On 10 January 2009, after being Mirandized and waiving his rights, defendant gave another statement to Detective Pilgreen. Defendant gave Detective Pilgreen the name of the individual who had supplied defendant with a car and the gun, as well as a detailed account of the events leading up to the shooting. Defendant again stated that Sirhan had sold him "some bad dope, " that defendant told Sirhan he wanted his "money back or some more dope, " and that "[he] went to the store to shoot [Sirhan]." Defendant also stated the individual supplying the gun sent his "men" to the store with defendant to rob Sirhan for drugs, "since defendant was going in there anyway."
On 15 January 2009, defendant gave a similar statement to Lieutenant Martin, providing names of the other individuals that accompanied defendant to Nana's Quick Mart on "the night of the robbery, " including an individual who went into the store with defendant carrying another assault rifle, and stating that he "only wanted to settle with [Sirhan] over some bad dope." Defendant again gave a similar statement to Special Agent Harold McCluney, Jr. ("Special Agent McCluney") of the Bureau of Alcohol, Tobacco, and Firearms, stating that he had discussed robbing Sirhan's store with the individual supplying the gun and that he "wanted to shoot [Sirhan] because [Sirhan] had disrespected him regarding the drugs and [Sirhan] wouldn't give him his money back."
Beginning on 1 November 2010, defendant was tried by a jury on charges of attempted first-degree murder of Sirhan, Boswell, and Ransom; attempted robbery with a dangerous weapon of Sirhan, Boswell, and Ransom; and AWDWITKISI of Sirhan. Defendant represented himself at trial, with standby counsel.

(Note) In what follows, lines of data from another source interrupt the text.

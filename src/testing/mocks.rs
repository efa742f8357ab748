//! Mock backends and fixtures for tests
//!
//! Provides scripted [`ModelClient`] and [`EmbeddingClient`] implementations so
//! resolvers can be exercised without network access.

use crate::llm::{ModelClient, ModelClientError};
use crate::protocol::ChatMessage;
use crate::registry::{Address, AgentRoutingSpec, AgentSpecSet, Capability, FilterError, SpecFilter};
use crate::vector::{EmbeddingClient, EmbeddingError};
use async_trait::async_trait;
use std::collections::HashMap;
use std::sync::Arc;
use tokio::sync::Mutex;

/// Model client that replays canned replies in order, cycling at the end
#[derive(Debug, Default)]
pub struct MockModelClient {
    pub responses: Vec<String>,
    pub current_response: Arc<Mutex<usize>>,
    pub should_fail: bool,
    received: Arc<Mutex<Vec<Vec<ChatMessage>>>>,
}

impl MockModelClient {
    pub fn new(responses: Vec<String>) -> Self {
        Self {
            responses,
            ..Default::default()
        }
    }

    pub fn with_failure() -> Self {
        Self {
            should_fail: true,
            ..Default::default()
        }
    }

    pub fn single_response(response: impl Into<String>) -> Self {
        Self::new(vec![response.into()])
    }

    /// Reply shaped like the default prompt's answer format
    pub fn answering(agent_name: &str) -> Self {
        Self::single_response(format!(
            "<answer>\n```json\n{{\"agentName\": \"{agent_name}\"}}\n```\n</answer>"
        ))
    }

    /// Every conversation this client was called with
    pub async fn calls(&self) -> Vec<Vec<ChatMessage>> {
        self.received.lock().await.clone()
    }
}

#[async_trait]
impl ModelClient for MockModelClient {
    async fn call(&self, messages: &[ChatMessage]) -> Result<ChatMessage, ModelClientError> {
        self.received.lock().await.push(messages.to_vec());

        if self.should_fail {
            return Err(ModelClientError::NetworkError(
                "Mock model failure".to_string(),
            ));
        }

        let mut current = self.current_response.lock().await;
        let response_idx = *current % self.responses.len().max(1);
        *current += 1;

        match self.responses.get(response_idx) {
            Some(content) => Ok(ChatMessage::assistant(content.clone())),
            None => Err(ModelClientError::EmptyResponse),
        }
    }
}

/// Model client that answers based on keywords in the last user message
///
/// The first rule whose keyword occurs (case-insensitively) wins; without a
/// match it answers with an agent name nobody registered.
#[derive(Debug, Default)]
pub struct KeywordModelClient {
    rules: Vec<(String, String)>,
}

impl KeywordModelClient {
    pub fn new() -> Self {
        Self::default()
    }

    pub fn route<K: Into<String>, A: Into<String>>(mut self, keyword: K, agent_name: A) -> Self {
        self.rules
            .push((keyword.into().to_lowercase(), agent_name.into()));
        self
    }
}

#[async_trait]
impl ModelClient for KeywordModelClient {
    async fn call(&self, messages: &[ChatMessage]) -> Result<ChatMessage, ModelClientError> {
        let input = messages
            .iter()
            .rev()
            .find(|message| matches!(message, ChatMessage::User(_)))
            .map(|message| message.content().to_lowercase())
            .unwrap_or_default();

        let agent_name = self
            .rules
            .iter()
            .find(|(keyword, _)| input.contains(keyword.as_str()))
            .map(|(_, agent)| agent.as_str())
            .unwrap_or("unknown-agent");

        Ok(ChatMessage::assistant(format!(
            "{{\"agentName\": \"{agent_name}\"}}"
        )))
    }
}

/// Embedding client backed by a fixed text → vector table
///
/// Unknown text is an [`EmbeddingError::InvalidResponse`].
#[derive(Debug, Clone, Default)]
pub struct LookupEmbeddingClient {
    vectors: HashMap<String, Vec<f64>>,
}

impl LookupEmbeddingClient {
    pub fn new() -> Self {
        Self::default()
    }

    pub fn with<S: Into<String>>(mut self, text: S, vector: Vec<f64>) -> Self {
        self.vectors.insert(text.into(), vector);
        self
    }
}

#[async_trait]
impl EmbeddingClient for LookupEmbeddingClient {
    async fn embed(&self, text: &str) -> Result<Vec<f64>, EmbeddingError> {
        self.vectors
            .get(text)
            .cloned()
            .ok_or_else(|| EmbeddingError::InvalidResponse(format!("no vector for '{text}'")))
    }
}

/// Filter that always fails
#[derive(Debug, Clone)]
pub struct FailingSpecFilter {
    pub message: String,
}

impl FailingSpecFilter {
    pub fn new<S: Into<String>>(message: S) -> Self {
        Self {
            message: message.into(),
        }
    }
}

impl SpecFilter for FailingSpecFilter {
    fn filter(&self, _specs: AgentSpecSet) -> Result<AgentSpecSet, FilterError> {
        Err(FilterError::new(self.message.clone()))
    }
}

/// Minimal valid spec: version 1.0.0, one http address
pub fn spec_named(name: &str) -> AgentRoutingSpec {
    AgentRoutingSpec {
        name: name.to_string(),
        description: format!("{name} description"),
        version: "1.0.0".to_string(),
        capabilities: Default::default(),
        addresses: [Address::new(format!("http://{name}"))].into_iter().collect(),
    }
}

/// The offer/order pair used in end-to-end scenarios
pub fn offer_and_order_specs() -> Vec<AgentRoutingSpec> {
    let offer = AgentRoutingSpec {
        name: "offer-agent".to_string(),
        description: "Helps customers find and buy new phones, contracts and offers".to_string(),
        version: "1.0.0".to_string(),
        capabilities: [
            Capability::new("view-offers", "Lists current phone and contract offers", "1.0.0"),
            Capability::new("buy-phone", "Helps the customer purchase a new phone", "1.0.0"),
        ]
        .into_iter()
        .collect(),
        addresses: [Address::new("http://offer-agent:8080")].into_iter().collect(),
    };
    let order = AgentRoutingSpec {
        name: "order-agent".to_string(),
        description: "Tracks existing orders and delivery status".to_string(),
        version: "1.0.0".to_string(),
        capabilities: [Capability::new(
            "order-status",
            "Reports the status of an existing order",
            "1.0.0",
        )]
        .into_iter()
        .collect(),
        addresses: [Address::new("http://order-agent:8080")].into_iter().collect(),
    };
    vec![offer, order]
}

At the close of the evidence, the trial court dismissed the charges of attempted murder and attempted robbery of Boswell, dismissed the charge of attempted robbery of Ransom, and submitted the remaining charges to the jury. The jury returned verdicts of guilty on the charges of attempted first-degree murder, attempted robbery with a dangerous weapon, and AWDWITKISI on Sirhan. The jury returned a verdict of not guilty on the charge of attempted first-degree murder of Ransom.
Lee , 720 S.E.2d at 888.
A. Motion for Summary Judgment
1. Standard of Review
Summary judgment is appropriate when there exists no genuine issue of material fact, and the moving party is entitled to judgment as a matter of law. Fed.R.Civ.P. 56(a); Anderson v. Liberty Lobby , 477 U.S. 242, 247 (1986). The party seeking summary judgment bears the burden of initially coming forward and demonstrating an absence of a genuine issue of material fact. Celotex Corp. v. Catrett , 477 U.S. 317, 323 (1986). Once the moving party has met its burden, the nonmoving party then must affirmatively demonstrate that there exists a genuine issue of material fact requiring trial. Matsushita Elec. Industrial Co. Ltd. v. Zenith Radio Corp. , 475 U.S. 574, 587 (1986). There is no issue for trial unless there is sufficient evidence favoring the non-moving party for a jury to return a verdict for that party. Anderson , 477 U.S. at 250.

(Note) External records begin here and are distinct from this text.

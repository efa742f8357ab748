//! Agent Router
//!
//! Routes a user utterance to the best-matching agent from a registry of
//! agent routing specs. Three strategies share one contract,
//! [`AgentRoutingSpecsResolver`]:
//!
//! - LLM: a language model reads the agent list and names an agent
//! - Vector: the utterance is embedded and seeded sample utterances vote
//! - Hybrid: the model's reply is used as the vector query
//!
//! A resolution either picks an agent (`Ok(Some(spec))`), finds no match
//! (`Ok(None)`) or fails (`Err(ResolverError)`).
//!
//! # Quick Start
//!
//! ```rust
//! use agent_router::protocol::{Context, UserMessage};
//! use agent_router::registry::SimpleAgentRoutingSpecsProvider;
//! use agent_router::routing::{AgentRoutingSpecsResolver, LlmAgentRoutingSpecsResolver};
//! use agent_router::testing::{offer_and_order_specs, MockModelClient};
//! use std::sync::Arc;
//!
//! # tokio_test::block_on(async {
//! let provider = Arc::new(SimpleAgentRoutingSpecsProvider::with_specs(offer_and_order_specs()));
//! let model = Arc::new(MockModelClient::answering("offer-agent"));
//! let resolver = LlmAgentRoutingSpecsResolver::new(provider, model);
//!
//! let spec = resolver
//!     .resolve(&Context::empty(), &UserMessage::new("I want to buy a new phone"))
//!     .await
//!     .unwrap();
//! assert_eq!(spec.unwrap().name, "offer-agent");
//! # });
//! ```

pub mod benchmark;
pub mod config;
pub mod error;
pub mod llm;
pub mod observability;
pub mod protocol;
pub mod registry;
pub mod result;
pub mod routing;
pub mod testing;
pub mod vector;

pub use config::{ConfigError, RouterConfig};
pub use error::{ResolverError, ResolverResult};
pub use protocol::*;
pub use registry::{AgentRoutingSpec, AgentRoutingSpecsProvider, SpecFilter};
pub use routing::AgentRoutingSpecsResolver;
impl InMemoryVectorClient {
    async fn rank_and_vote(
        &self,
        request: &VectorSearchClientRequest,
        specs: &AgentSpecSet,
    ) -> Result<Option<VectorSearchClientResponse>, VectorError> {
        let candidates: HashSet<&str> = specs.iter().map(|spec| spec.name.as_str()).collect();
        let query = self.embedding_client.embed(&request.query).await?;

        let documents = self.documents.read().await;
        check_dimension(documents.first().map(|d| d.vector.len()), &query)?;

        let mut scored: Vec<(f64, &VectorDocument)> = documents
            .iter()
            .filter(|document| candidates.contains(document.agent_name.as_str()))
            .map(|document| (cosine_similarity(&query, &document.vector), document))
            .collect();
        // Stable sort keeps insertion order among equal scores
        scored.sort_by(|a, b| b.0.total_cmp(&a.0));

        let ranked: Vec<&VectorDocument> = scored
            .into_iter()
            .take(self.limit)
            .map(|(_, document)| document)
            .collect();
        debug!(
            candidates = candidates.len(),
            ranked = ranked.len(),
            "Ranked vector documents"
        );

        Ok(majority_vote(&ranked).map(|index| VectorSearchClientResponse {
            text: ranked[index].text.clone(),
            agent_name: ranked[index].agent_name.clone(),
        }))
    }

    async fn embed_and_store(&self, documents: &[VectorSeedRequest]) -> Result<(), VectorError> {
        if documents.is_empty() {
            return Ok(());
        }

        let texts: Vec<String> = documents.iter().map(|d| d.text.clone()).collect();
        let embeddings = self.embedding_client.batch_embed(&texts).await?;
        if embeddings.len() != documents.len() {
            return Err(VectorError::EmbeddingCountMismatch {
                expected: documents.len(),
                actual: embeddings.len(),
            });
        }

        // Validate the whole batch before touching the store
        let mut store = self.documents.write().await;
        let dimension = store
            .first()
            .map(|d| d.vector.len())
            .or_else(|| embeddings.first().map(Vec::len));
        for embedding in &embeddings {
            check_dimension(dimension, embedding)?;
        }

        store.extend(
            documents
                .iter()
                .zip(embeddings)
                .map(|(request, vector)| VectorDocument {
                    text: request.text.clone(),
                    vector,
                    agent_name: request.agent_name.clone(),
                }),
        );
        debug!(added = documents.len(), total = store.len(), "Seeded vector documents");
        Ok(())
    }
}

The standard of review for habeas petitions brought by state inmates, where the claims have been adjudicated on the merits in the state court, is set forth in 28 U.S.C. § 2254(d). That statute states that habeas relief cannot be granted in cases where a state court considered a claim on its merits unless the decision was contrary to or involved an unreasonable application of clearly established federal law as determined by the United States Supreme Court, or the state court decision was based on an unreasonable determination of the facts. See 28 U.S.C. § 2254(d)(1) and (2). A state court decision is "contrary to" Supreme Court precedent if it either arrives at "a conclusion opposite to that reached by [the Supreme] Court on a question of law" or "confronts facts that are materially indistinguishable from a relevant Supreme Court precedent and arrives at a result opposite" to that of the Supreme Court. Williams v. Taylor , 529 U.S. 362, 406 (2000). A state court decision "involves an unreasonable application" of Supreme Court law "if the state court identifies the correct governing legal principle from [the Supreme] Court's cases but unreasonably applies it to the facts of the state prisoner's case." Id. at 407. A state court decision also may apply Supreme Court law unreasonably if it extends existing Supreme Court precedent to a new context where it does not apply, or unreasonably refuses to extend existing precedent to a new context where it should apply. Id . The applicable statute
does not require that a state court cite to federal law in order for a federal court to determine whether the state court's decision is an objectively reasonable one, nor does it require a federal habeas court to offer an independent opinion as to whether it believes, based upon its own reading of the controlling Supreme Court precedents, that the [petitioner's] constitutional rights were violated during the state court proceedings.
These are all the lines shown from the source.